-- What you need to do --
Exactly the lines from the start of the data through the line containing "pub const ROOT_FOLDER_ENV: &str" should be output, with both ends kept and nothing added.

-- Information supplied --
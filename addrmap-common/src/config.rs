//! Configuration loading and root folder resolution
//!
//! Settings come from an optional TOML file. A missing file is not an error:
//! the compiled defaults apply and startup continues with a warning.

use crate::{Error, Result};
use serde::{Deserialize, Serialize};
use std::path::{Path, PathBuf};
use tracing::{info, warn};

/// Environment variable overriding the data root folder
pub const ROOT_FOLDER_ENV: &str = "ADDRMAP_ROOT_FOLDER";

/// Folder name used under the platform config/data directories
const APP_DIR_NAME: &str = "addrmap";

/// Public Nominatim instance
pub const DEFAULT_GEOCODER_URL: &str = "https://nominatim.openstreetmap.org";

/// Built-in defaults for the current platform
#[derive(Debug, Clone)]
pub struct CompiledDefaults {
    pub root_folder: PathBuf,
    pub log_level: String,
}

impl CompiledDefaults {
    pub fn for_current_platform() -> Self {
        let root_folder = dirs::data_local_dir()
            .map(|d| d.join(APP_DIR_NAME))
            .unwrap_or_else(|| PathBuf::from("./addrmap_data"));

        Self {
            root_folder,
            log_level: "info".to_string(),
        }
    }
}

/// Logging section
#[derive(Debug, Clone, PartialEq, Serialize, Deserialize)]
#[serde(default)]
pub struct LoggingConfig {
    /// Default filter directive, overridden by `RUST_LOG`
    pub level: String,
}

impl Default for LoggingConfig {
    fn default() -> Self {
        Self {
            level: "info".to_string(),
        }
    }
}

/// Geocoding backend section
#[derive(Debug, Clone, PartialEq, Serialize, Deserialize)]
#[serde(default)]
pub struct GeocoderConfig {
    pub base_url: String,
    pub user_agent: String,
    pub timeout_secs: u64,
    /// Minimum spacing between two requests
    pub rate_limit_ms: u64,
    /// Candidates requested per query
    pub max_candidates: u32,
}

impl Default for GeocoderConfig {
    fn default() -> Self {
        Self {
            base_url: DEFAULT_GEOCODER_URL.to_string(),
            user_agent: format!("addrmap/{}", env!("CARGO_PKG_VERSION")),
            timeout_secs: 30,
            rate_limit_ms: 1000,
            max_candidates: 5,
        }
    }
}

/// Map view section
#[derive(Debug, Clone, PartialEq, Serialize, Deserialize)]
#[serde(default)]
pub struct MapConfig {
    /// Latitude/longitude span of the camera when centering on a point
    pub zoom_delta: f64,
}

impl Default for MapConfig {
    fn default() -> Self {
        Self { zoom_delta: 0.01 }
    }
}

/// Fixed device position, for hosts without a location service
#[derive(Debug, Clone, Copy, PartialEq, Serialize, Deserialize)]
pub struct LocationConfig {
    pub latitude: f64,
    pub longitude: f64,
}

/// Contents of `config.toml`
#[derive(Debug, Clone, Default, PartialEq, Serialize, Deserialize)]
#[serde(default)]
pub struct TomlConfig {
    pub root_folder: Option<PathBuf>,
    pub logging: LoggingConfig,
    pub geocoder: GeocoderConfig,
    pub map: MapConfig,
    pub location: Option<LocationConfig>,
}

/// Platform config file location (`~/.config/addrmap/config.toml` on Linux)
pub fn default_config_path() -> Option<PathBuf> {
    dirs::config_dir().map(|d| d.join(APP_DIR_NAME).join("config.toml"))
}

/// Read a TOML config file
///
/// A missing file yields defaults; an unreadable or malformed one is an error.
pub fn load_toml_config(path: &Path) -> Result<TomlConfig> {
    if !path.exists() {
        warn!(
            "Config file {} not found, using built-in defaults",
            path.display()
        );
        return Ok(TomlConfig::default());
    }

    let content = std::fs::read_to_string(path)
        .map_err(|e| Error::Config(format!("Read {} failed: {}", path.display(), e)))?;
    let config: TomlConfig = toml::from_str(&content)
        .map_err(|e| Error::Config(format!("Parse {} failed: {}", path.display(), e)))?;

    if config.map.zoom_delta <= 0.0 || !config.map.zoom_delta.is_finite() {
        return Err(Error::Config(format!(
            "map.zoom_delta must be positive, got {}",
            config.map.zoom_delta
        )));
    }

    info!("Loaded config from {}", path.display());
    Ok(config)
}

/// Root folder resolution, highest priority first:
/// 1. Command-line argument
/// 2. `ADDRMAP_ROOT_FOLDER` environment variable
/// 3. `root_folder` in the TOML config
/// 4. Compiled platform default
#[derive(Debug, Clone, Default)]
pub struct RootFolderResolver {
    cli_arg: Option<PathBuf>,
    toml_root: Option<PathBuf>,
}

impl RootFolderResolver {
    pub fn new() -> Self {
        Self::default()
    }

    pub fn with_cli_arg(mut self, path: Option<PathBuf>) -> Self {
        self.cli_arg = path;
        self
    }

    pub fn with_toml(mut self, config: &TomlConfig) -> Self {
        self.toml_root = config.root_folder.clone();
        self
    }

    pub fn resolve(&self) -> PathBuf {
        if let Some(path) = &self.cli_arg {
            return path.clone();
        }

        if let Ok(path) = std::env::var(ROOT_FOLDER_ENV) {
            if !path.trim().is_empty() {
                return PathBuf::from(path);
            }
        }

        if let Some(path) = &self.toml_root {
            return path.clone();
        }

        CompiledDefaults::for_current_platform().root_folder
    }
}

/// Creates the root folder and knows where things live inside it
#[derive(Debug, Clone)]
pub struct RootFolderInitializer {
    root_folder: PathBuf,
}

impl RootFolderInitializer {
    pub fn new(root_folder: PathBuf) -> Self {
        Self { root_folder }
    }

    pub fn root_folder(&self) -> &Path {
        &self.root_folder
    }

    pub fn ensure_directory_exists(&self) -> Result<()> {
        if !self.root_folder.exists() {
            std::fs::create_dir_all(&self.root_folder)?;
            info!("Created root folder: {}", self.root_folder.display());
        }
        Ok(())
    }

    /// Directory holding the key-value store files
    pub fn store_path(&self) -> PathBuf {
        self.root_folder.join("store")
    }
}
//! Application lifecycle and navigation events
//!
//! Screens never call each other directly. The registration form signals
//! "go back" when it is done, the navigation layer announces which view became
//! active, and the map view reloads its records when it sees itself activated.
//! All of it travels over one [`EventBus`].

use chrono::{DateTime, Utc};
use serde::{Deserialize, Serialize};
use tokio::sync::broadcast;

/// Views the application can show
#[derive(Debug, Clone, Copy, PartialEq, Eq, Serialize, Deserialize)]
#[serde(rename_all = "snake_case")]
pub enum View {
    /// Map with record markers and the device position
    Map,
    /// Registration form
    Register,
}

/// Application events
#[derive(Debug, Clone, Serialize, Deserialize)]
#[serde(tag = "type")]
pub enum AppEvent {
    /// A view became the active one (initial mount or return from another view)
    ViewActivated {
        view: View,
        timestamp: DateTime<Utc>,
    },

    /// A view finished its job and asks to return to the previous one
    NavigateBack {
        from: View,
        timestamp: DateTime<Utc>,
    },

    /// A record was appended to the store
    RecordRegistered {
        name: String,
        latitude: f64,
        longitude: f64,
        timestamp: DateTime<Utc>,
    },

    /// The record at `index` was removed from the store
    RecordDeleted {
        index: usize,
        name: String,
        timestamp: DateTime<Utc>,
    },
}

impl AppEvent {
    pub fn view_activated(view: View) -> Self {
        AppEvent::ViewActivated {
            view,
            timestamp: Utc::now(),
        }
    }

    pub fn navigate_back(from: View) -> Self {
        AppEvent::NavigateBack {
            from,
            timestamp: Utc::now(),
        }
    }

    /// True if this event means `view` just became active
    pub fn activates(&self, view: View) -> bool {
        matches!(self, AppEvent::ViewActivated { view: v, .. } if *v == view)
    }
}

/// Event distribution over a tokio broadcast channel
///
/// Publishing never blocks; a slow subscriber lags and loses the oldest
/// events instead of stalling the producer.
#[derive(Clone)]
pub struct EventBus {
    tx: broadcast::Sender<AppEvent>,
    capacity: usize,
}

impl EventBus {
    /// Create a bus buffering up to `capacity` undelivered events per subscriber
    pub fn new(capacity: usize) -> Self {
        let (tx, _) = broadcast::channel(capacity);
        Self { tx, capacity }
    }

    /// Receive every event emitted after this call
    pub fn subscribe(&self) -> broadcast::Receiver<AppEvent> {
        self.tx.subscribe()
    }

    /// Emit an event, `Err` if nobody is listening
    #[allow(clippy::result_large_err)]
    pub fn emit(&self, event: AppEvent) -> Result<usize, broadcast::error::SendError<AppEvent>> {
        self.tx.send(event)
    }

    /// Emit an event, ignoring the no-subscriber case
    pub fn emit_lossy(&self, event: AppEvent) {
        let _ = self.tx.send(event);
    }

    pub fn subscriber_count(&self) -> usize {
        self.tx.receiver_count()
    }

    pub fn capacity(&self) -> usize {
        self.capacity
    }
}
//! Record store
//!
//! Persists the whole record collection as one JSON value under the `"users"`
//! key of a small key-value backend. Every mutation is a full
//! read-modify-write performed by the caller: two writers interleaving
//! `load → modify → save` can lose one of the updates (last write wins).

use crate::error::StoreError;
use crate::models::UserRecord;
use async_trait::async_trait;
use std::collections::HashMap;
use std::io;
use std::path::{Path, PathBuf};
use std::sync::Arc;
use tokio::sync::RwLock;
use tracing::{debug, warn};

/// Key holding the serialized record collection
pub const USERS_KEY: &str = "users";

/// String key-value persistence backend
#[async_trait]
pub trait KeyValueStore: Send + Sync {
    /// Read the value stored under `key`, `None` if it was never written
    async fn get_item(&self, key: &str) -> io::Result<Option<String>>;

    /// Replace the value stored under `key`
    async fn set_item(&self, key: &str, value: &str) -> io::Result<()>;
}

#[async_trait]
impl<S: KeyValueStore + ?Sized> KeyValueStore for Arc<S> {
    async fn get_item(&self, key: &str) -> io::Result<Option<String>> {
        (**self).get_item(key).await
    }

    async fn set_item(&self, key: &str, value: &str) -> io::Result<()> {
        (**self).set_item(key, value).await
    }
}

/// File-backed store: one `<key>.json` file per key under a root folder
///
/// Writes go to a `.tmp` sibling first and are renamed into place, so readers
/// in this process never observe a half-written value.
#[derive(Debug, Clone)]
pub struct FileKeyValueStore {
    root: PathBuf,
}

impl FileKeyValueStore {
    pub fn new(root: impl Into<PathBuf>) -> Self {
        Self { root: root.into() }
    }

    pub fn root(&self) -> &Path {
        &self.root
    }

    /// Path of the file holding `key`
    pub fn item_path(&self, key: &str) -> PathBuf {
        self.root.join(format!("{}.json", key))
    }

    fn check_key(key: &str) -> io::Result<()> {
        if key.is_empty() || key.contains(['/', '\\']) || key.starts_with('.') {
            return Err(io::Error::new(
                io::ErrorKind::InvalidInput,
                format!("invalid store key: {:?}", key),
            ));
        }
        Ok(())
    }
}

#[async_trait]
impl KeyValueStore for FileKeyValueStore {
    async fn get_item(&self, key: &str) -> io::Result<Option<String>> {
        Self::check_key(key)?;
        match tokio::fs::read_to_string(self.item_path(key)).await {
            Ok(content) => Ok(Some(content)),
            Err(e) if e.kind() == io::ErrorKind::NotFound => Ok(None),
            Err(e) => Err(e),
        }
    }

    async fn set_item(&self, key: &str, value: &str) -> io::Result<()> {
        Self::check_key(key)?;
        tokio::fs::create_dir_all(&self.root).await?;

        let target = self.item_path(key);
        let temp = target.with_extension("json.tmp");

        tokio::fs::write(&temp, value).await?;
        if let Err(e) = tokio::fs::rename(&temp, &target).await {
            let _ = tokio::fs::remove_file(&temp).await;
            return Err(e);
        }

        debug!(path = %target.display(), bytes = value.len(), "Stored item");
        Ok(())
    }
}

/// In-process store, contents vanish with the value
#[derive(Debug, Default)]
pub struct MemoryKeyValueStore {
    items: RwLock<HashMap<String, String>>,
}

impl MemoryKeyValueStore {
    pub fn new() -> Self {
        Self::default()
    }
}

#[async_trait]
impl KeyValueStore for MemoryKeyValueStore {
    async fn get_item(&self, key: &str) -> io::Result<Option<String>> {
        Ok(self.items.read().await.get(key).cloned())
    }

    async fn set_item(&self, key: &str, value: &str) -> io::Result<()> {
        self.items
            .write()
            .await
            .insert(key.to_string(), value.to_string());
        Ok(())
    }
}

/// Typed access to the persisted record collection
#[derive(Debug, Clone)]
pub struct RecordStore<S> {
    backend: S,
}

impl<S: KeyValueStore> RecordStore<S> {
    pub fn new(backend: S) -> Self {
        Self { backend }
    }

    pub fn backend(&self) -> &S {
        &self.backend
    }

    /// Load the full collection
    ///
    /// A missing key is an empty collection. Present data that does not
    /// parse, or holds out-of-range coordinates, is `StoreError::Corrupt`.
    pub async fn load(&self) -> Result<Vec<UserRecord>, StoreError> {
        let raw = self
            .backend
            .get_item(USERS_KEY)
            .await
            .map_err(|e| StoreError::ReadFailure(e.to_string()))?;

        let Some(raw) = raw else {
            return Ok(Vec::new());
        };

        let records: Vec<UserRecord> =
            serde_json::from_str(&raw).map_err(|e| StoreError::Corrupt(e.to_string()))?;

        for (index, record) in records.iter().enumerate() {
            record
                .coordinate()
                .map_err(|e| StoreError::Corrupt(format!("record {}: {}", index, e)))?;
        }

        debug!(count = records.len(), "Loaded records");
        Ok(records)
    }

    /// Load, logging and swallowing any failure as an empty collection
    ///
    /// For read-only consumers (map markers). Never use the result as the
    /// base of a write: it would overwrite a corrupt value with a fresh one.
    pub async fn load_or_empty(&self) -> Vec<UserRecord> {
        match self.load().await {
            Ok(records) => records,
            Err(e) => {
                warn!(error = %e, "Could not load records, showing none");
                Vec::new()
            }
        }
    }

    /// Overwrite the persisted collection with `records`
    pub async fn save(&self, records: &[UserRecord]) -> Result<(), StoreError> {
        for (index, record) in records.iter().enumerate() {
            record.coordinate().map_err(|e| {
                StoreError::WriteFailure(format!("refusing to persist record {}: {}", index, e))
            })?;
        }

        let json =
            serde_json::to_string(records).map_err(|e| StoreError::WriteFailure(e.to_string()))?;

        self.backend
            .set_item(USERS_KEY, &json)
            .await
            .map_err(|e| StoreError::WriteFailure(e.to_string()))?;

        debug!(count = records.len(), "Saved records");
        Ok(())
    }
}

-- Task answer --
filename addrmap-common/src/config.rs
//! Configuration loading and root folder resolution
//!
//! Settings come from an optional TOML file. A missing file is not an error:
//! the compiled defaults apply and startup continues with a warning.

use crate::{Error, Result};
use serde::{Deserialize, Serialize};
use std::path::{Path, PathBuf};
use tracing::{info, warn};

/// Environment variable overriding the data root folder
pub const ROOT_FOLDER_ENV: &str = "ADDRMAP_ROOT_FOLDER";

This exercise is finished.